The Lake Erie Lights 16

By Hawkelson Rainier

Chapter 16: The Fat Part of the Bell Curve

The two guards and one tech entered the cellblock right on cue. So far, no surprises. Five out of the six halo devices needed to be serviced, and according to protocol, everybody was locked down in their individual cells. The guards called Number 18 out first, restrained him, and Number 23 telepathically ran the access code to override the locks on the cell doors. Everybody stormed out, and the clones went caveman on the two guards. Their homemade shivs made sucking sounds as they plunged them in and out of gray flesh.

Luminescent blood sprayed out of the gaping wounds all over the cellblock, all over the clones, and all over creation, it seemed. Their blood was slippery like oil, and it smelled like fresh chum. Everybody was falling, and cursing, and some of them lost their lunches.

The tech bolted for the main door, but Number 4 made a shoestring tackle and a half dozen of his brothers quickly pounced and buried their shivs into its chest and neck. Everybody backed off of the mortally-wounded Gray, trying to stay clear of the rancid arterial spray. But before that bug-eyed son of a bitch bled out, it pressed a long sequence of numbers on what looked to be an oversized watch. Short Bus, with his head tilted quizzically to one side, watched the elongated alien finger dance over the little keypad. Each button emitted its own unique tone, like the numbers on a telephone keypad. Short Bus clapped his hands and mimicked the beeps and bloops in his childish, sing-song kind of way.

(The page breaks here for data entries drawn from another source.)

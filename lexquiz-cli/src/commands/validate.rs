//! Validate command implementation
//!
//! Checks the inputs of a quiz run before it happens: the pattern set
//! compiles, the material parses, and every source's derived views are
//! sentence-aligned with their original. Misaligned views would not fail at
//! generation time; they would silently mis-index, so they are surfaced
//! here.

use std::path::PathBuf;

use anyhow::{bail, Result};
use clap::Args;

use lexquiz_core::{CompiledPreset, TextSource};

use crate::commands::{init_logging, PatternArgs};
use crate::input::{load_material, resolve_sources};

/// Arguments for the validate command
#[derive(Debug, Args)]
pub struct ValidateArgs {
    /// Material file to check
    #[arg(short = 'm', long, value_name = "FILE")]
    pub material: Option<PathBuf>,

    /// Comma-separated source files, directories, or glob patterns to check
    #[arg(short = 's', long, value_name = "PATHS")]
    pub sources: Option<String>,

    #[command(flatten)]
    pub patterns: PatternArgs,

    /// Suppress progress output
    #[arg(short = 'q', long)]
    pub quiet: bool,

    /// Increase verbosity
    #[arg(short = 'v', long, action = clap::ArgAction::Count)]
    pub verbose: u8,
}

impl ValidateArgs {
    /// Execute the validate command
    pub fn execute(&self) -> Result<()> {
        init_logging(self.quiet, self.verbose);

        let mut failures = 0usize;

        let preset = match self.resolve_preset() {
            Ok(preset) => {
                println!("✓ Pattern set compiles");
                Some(preset)
            }
            Err(err) => {
                println!("✗ Pattern set is invalid: {err:#}");
                failures += 1;
                None
            }
        };

        if let Some(material) = &self.material {
            match load_material(material) {
                Ok(phrases) => {
                    println!("✓ Material parses: {} phrases", phrases.len());
                }
                Err(err) => {
                    println!("✗ Material is invalid: {err:#}");
                    failures += 1;
                }
            }
        }

        if let (Some(sources), Some(preset)) = (&self.sources, &preset) {
            for path in resolve_sources(sources)? {
                match check_source(&path, preset) {
                    Ok(()) => println!("✓ {} views are aligned", path.display()),
                    Err(err) => {
                        println!("✗ {err:#}");
                        failures += 1;
                    }
                }
            }
        }

        if failures > 0 {
            bail!("Validation failed with {failures} problem(s)");
        }
        Ok(())
    }

    fn resolve_preset(&self) -> Result<CompiledPreset> {
        let (language, overrides) = self.patterns.resolve()?;
        Ok(CompiledPreset::with_overrides(&language, &overrides)?)
    }
}

fn check_source(path: &std::path::Path, preset: &CompiledPreset) -> Result<()> {
    let source = TextSource::open(path)?;
    source.validate_alignment(preset)?;
    Ok(())
}

#[cfg(test)]
mod tests {
    use super::*;
    use std::fs;
    use tempfile::TempDir;

    fn args(material: Option<PathBuf>, sources: Option<String>) -> ValidateArgs {
        ValidateArgs {
            material,
            sources,
            patterns: PatternArgs {
                language: "en".to_string(),
                language_config: None,
                sentence_separator: None,
                clause_pattern: None,
                word_pattern: None,
                word_boundary: None,
                abbreviation_marker: None,
            },
            quiet: true,
            verbose: 0,
        }
    }

    #[test]
    fn aligned_inputs_validate() {
        let dir = TempDir::new().unwrap();
        let material = dir.path().join("material.csv");
        fs::write(&material, "1,besides,on one side\n").unwrap();
        let source = dir.path().join("book.txt");
        fs::write(&source, "Ref\nOne. Two.").unwrap();
        fs::write(
            dir.path().join("book.txt.lemmatized"),
            "Ref\none . two .",
        )
        .unwrap();

        args(
            Some(material),
            Some(source.to_string_lossy().into_owned()),
        )
        .execute()
        .unwrap();
    }

    #[test]
    fn misaligned_views_fail_validation() {
        let dir = TempDir::new().unwrap();
        let source = dir.path().join("book.txt");
        fs::write(&source, "Ref\nOne. Two.").unwrap();
        fs::write(
            dir.path().join("book.txt.lemmatized"),
            "Ref\none two .",
        )
        .unwrap();

        let err = args(None, Some(source.to_string_lossy().into_owned()))
            .execute()
            .unwrap_err();
        assert!(err.to_string().contains("Validation failed"));
    }

    #[test]
    fn broken_override_fails_validation() {
        let mut args = args(None, None);
        args.patterns.word_pattern = Some("(".to_string());
        assert!(args.execute().is_err());
    }
}
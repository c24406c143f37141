//! Coverage command implementation
//!
//! Runs every phrase of a material through the question builder and reports
//! the share that at least one source can exemplify. Phrases are independent,
//! so the sweep fans out across threads; each attempt draws from its own
//! thread-local random source.

use std::path::PathBuf;

use anyhow::{Context, Result};
use clap::Args;
use console::style;
use rayon::prelude::*;

use lexquiz_core::{Phrase, QuizGenerator};

use crate::commands::generate::open_sources;
use crate::commands::{init_logging, PatternArgs};
use crate::input::load_material;
use crate::progress::ProgressReporter;

/// Arguments for the coverage command
#[derive(Debug, Args)]
pub struct CoverageArgs {
    /// Material file (CSV: section, phrase, answer, notes...)
    #[arg(short = 'm', long, value_name = "FILE", required = true)]
    pub material: PathBuf,

    /// Comma-separated source files, directories, or glob patterns
    #[arg(short = 's', long, value_name = "PATHS", required = true)]
    pub sources: String,

    /// Show the phrases no source can exemplify
    #[arg(short = 'u', long)]
    pub show_uncovered: bool,

    /// Number of worker threads (default: all cores)
    #[arg(short = 't', long, value_name = "NUM")]
    pub threads: Option<usize>,

    #[command(flatten)]
    pub patterns: PatternArgs,

    /// Suppress progress output
    #[arg(short = 'q', long)]
    pub quiet: bool,

    /// Increase verbosity
    #[arg(short = 'v', long, action = clap::ArgAction::Count)]
    pub verbose: u8,
}

impl CoverageArgs {
    /// Execute the coverage command
    pub fn execute(&self) -> Result<()> {
        init_logging(self.quiet, self.verbose);

        if let Some(threads) = self.threads {
            rayon::ThreadPoolBuilder::new()
                .num_threads(threads)
                .build_global()
                .context("Failed to configure the thread pool")?;
        }
        log::info!(
            "Coverage sweep across {} threads",
            self.threads.unwrap_or_else(num_cpus::get)
        );

        let (language, overrides) = self.patterns.resolve()?;
        let phrases = load_material(&self.material)?;
        let sources = open_sources(&self.sources)?;
        let total = phrases.len();

        let generator = QuizGenerator::builder()
            .language(language)
            .overrides(overrides)
            .sources(sources)
            .build()?;

        let mut progress = ProgressReporter::new(self.quiet);
        progress.init(total as u64, "phrases");

        let uncovered: Vec<&Phrase> = phrases
            .par_iter()
            .filter(|phrase| {
                let covered = generator
                    .question_with(phrase, &mut rand::thread_rng())
                    .ok()
                    .flatten()
                    .is_some();
                progress.item_completed(&phrase.expression);
                !covered
            })
            .collect();
        progress.finish();

        let covered = total - uncovered.len();
        let percent = if total == 0 {
            100.0
        } else {
            covered as f64 * 100.0 / total as f64
        };
        println!("{}", style(format!("Coverage: {percent:.2}%")).bold());
        println!("({covered}/{total} phrases have at least one example sentence)");

        if self.show_uncovered && !uncovered.is_empty() {
            println!("\n{}", style("Uncovered Phrases").bold());
            for phrase in &uncovered {
                println!(
                    "  [{}]\t{}\t{}",
                    phrase.section, phrase.expression, phrase.answer
                );
            }
        }

        Ok(())
    }
}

The dying Gray mustered enough strength to twist its lipless mouth into something like a smile, and it pointed to its stomach where a red light could be seen blinking underneath the silver material of its jumpsuit. It was a self-destruct device that was required of all personnel on the Asteroid Colony.

The radical protocol was established by The Council some 7,000 years earlier, when Gray scientists from the Asteroid Colony were exploring a reservoir of liquid water beneath the mantle of an Earth-sized planet at the interior of the M-64 Galaxy. There, the scientific team encountered an advanced, hostile population that took them captive. All of the Grays' equipment, including their vessel, was seized and reverse-engineered. The hostile species extracted sensitive information from the Grays through harsh interrogation procedures before finally hailing The Council and offering them up for ransom.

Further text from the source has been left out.